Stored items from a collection
--
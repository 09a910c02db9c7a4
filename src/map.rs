//! Map widget contract.
//!
//! The core never talks to a concrete map provider; it drives whatever the
//! shell binds through [`MapSurface`]: recenter the view, create point
//! markers, and release them by handle. Marker info popups are plain HTML
//! fragments produced by [`crate::render`].

use serde::{Deserialize, Serialize};

use crate::models::{Coordinates, StationId};

/// Default map center (Bhubaneswar) and zoom for the directory page.
pub const DEFAULT_CENTER: Coordinates = Coordinates {
    lat: 20.2961,
    lng: 85.8245,
};
pub const DEFAULT_ZOOM: u8 = 12;

/// Zoom applied after a successful location fix.
pub const LOCATED_ZOOM: u8 = 14;

#[derive(Clone, Copy, Debug, PartialEq, Serialize, Deserialize)]
pub struct MapCamera {
    pub center: Coordinates,
    pub zoom: u8,
}

#[derive(Clone, Copy, Debug, PartialEq, Eq, Serialize, Deserialize)]
#[serde(rename_all = "camelCase")]
pub enum MarkerIcon {
    /// Standard station pin.
    Station,
    /// Distinguishable "you are here" dot.
    CurrentLocation,
}

#[derive(Clone, Debug, PartialEq, Serialize, Deserialize)]
#[serde(rename_all = "camelCase")]
pub struct MarkerSpec {
    pub position: Coordinates,
    pub title: String,
    /// HTML fragment shown when the marker's info popup opens.
    pub info_html: Option<String>,
    pub icon: MarkerIcon,
}

/// Handle for a live marker, issued by the surface and used to release it.
#[derive(Clone, Copy, Debug, PartialEq, Eq, Hash, Serialize, Deserialize)]
pub struct MarkerId(pub u64);

pub trait MapSurface {
    fn recenter(&mut self, camera: MapCamera);
    fn add_marker(&mut self, spec: MarkerSpec) -> MarkerId;
    fn remove_marker(&mut self, id: MarkerId);
}

/// Deterministic placeholder position derived from the station id.
///
/// TODO: replace with a real geocoding collaborator once one exists; this
/// only spreads the sample stations across the default viewport.
pub fn placeholder_coordinates(id: StationId) -> Coordinates {
    Coordinates {
        lat: DEFAULT_CENTER.lat + f64::from(id.0) * 0.01,
        lng: DEFAULT_CENTER.lng + f64::from(id.0) * 0.01,
    }
}

#[cfg(test)]
mod tests {
    use super::*;

    #[test]
    fn test_placeholder_coordinates_deterministic() {
        let a = placeholder_coordinates(StationId(3));
        let b = placeholder_coordinates(StationId(3));
        assert_eq!(a, b);
        assert!((a.lat - 20.3261).abs() < 1e-9);
        assert!((a.lng - 85.8545).abs() < 1e-9);
    }

    #[test]
    fn test_placeholder_coordinates_distinct_per_id() {
        let a = placeholder_coordinates(StationId(1));
        let b = placeholder_coordinates(StationId(2));
        assert_ne!(a, b);
    }
}
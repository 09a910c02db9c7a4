//! One-shot platform location service.
//!
//! This mirrors the browser's `getCurrentPosition`: a single request that
//! resolves to either a coordinate pair or a capability error. There is no
//! continuous tracking subscription and no cancellation path.

use crate::error::LocateError;
use crate::models::Coordinates;

pub trait LocationService {
    fn request_position(&mut self) -> Result<Coordinates, LocateError>;
}

/// Location service with a fixed outcome, for tests.
#[derive(Clone, Debug)]
pub struct MockLocationService {
    pub outcome: Result<Coordinates, LocateError>,
    pub requests: u32,
}

impl MockLocationService {
    pub fn succeeding(position: Coordinates) -> Self {
        Self {
            outcome: Ok(position),
            requests: 0,
        }
    }

    pub fn failing(error: LocateError) -> Self {
        Self {
            outcome: Err(error),
            requests: 0,
        }
    }
}

impl LocationService for MockLocationService {
    fn request_position(&mut self) -> Result<Coordinates, LocateError> {
        self.requests += 1;
        self.outcome.clone()
    }
}
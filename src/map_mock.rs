use crate::map::{MapCamera, MapSurface, MarkerIcon, MarkerId, MarkerSpec};

/// In-memory map surface for tests and headless runs. Records every camera
/// move and keeps the live marker set keyed by handle, so tests can assert
/// the teardown-then-rebuild discipline actually holds.
#[derive(Clone, Debug, Default)]
pub struct MockMapSurface {
    next_id: u64,
    pub live: Vec<(MarkerId, MarkerSpec)>,
    pub cameras: Vec<MapCamera>,
    pub removed: u64,
}

impl MockMapSurface {
    pub fn new() -> Self {
        Self::default()
    }

    pub fn live_count(&self) -> usize {
        self.live.len()
    }

    pub fn live_titles(&self) -> Vec<&str> {
        self.live.iter().map(|(_, spec)| spec.title.as_str()).collect()
    }

    pub fn live_with_icon(&self, icon: MarkerIcon) -> Vec<&MarkerSpec> {
        self.live
            .iter()
            .filter(|(_, spec)| spec.icon == icon)
            .map(|(_, spec)| spec)
            .collect()
    }

    pub fn last_camera(&self) -> Option<&MapCamera> {
        self.cameras.last()
    }
}

impl MapSurface for MockMapSurface {
    fn recenter(&mut self, camera: MapCamera) {
        self.cameras.push(camera);
    }

    fn add_marker(&mut self, spec: MarkerSpec) -> MarkerId {
        self.next_id += 1;
        let id = MarkerId(self.next_id);
        self.live.push((id, spec));
        id
    }

    fn remove_marker(&mut self, id: MarkerId) {
        self.removed += 1;
        self.live.retain(|(live_id, _)| *live_id != id);
    }
}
--
WORK TO BE COMPLETED
If a line above holds the string "Deserialize", return it as it stands.

SOLVED PROBLEM
use serde::{Deserialize, Serialize};
#[derive(Clone, Copy, Debug, PartialEq, Serialize, Deserialize)]
#[derive(Clone, Copy, Debug, PartialEq, Eq, Serialize, Deserialize)]
#[derive(Clone, Debug, PartialEq, Serialize, Deserialize)]
#[derive(Clone, Copy, Debug, PartialEq, Eq, Hash, Serialize, Deserialize)]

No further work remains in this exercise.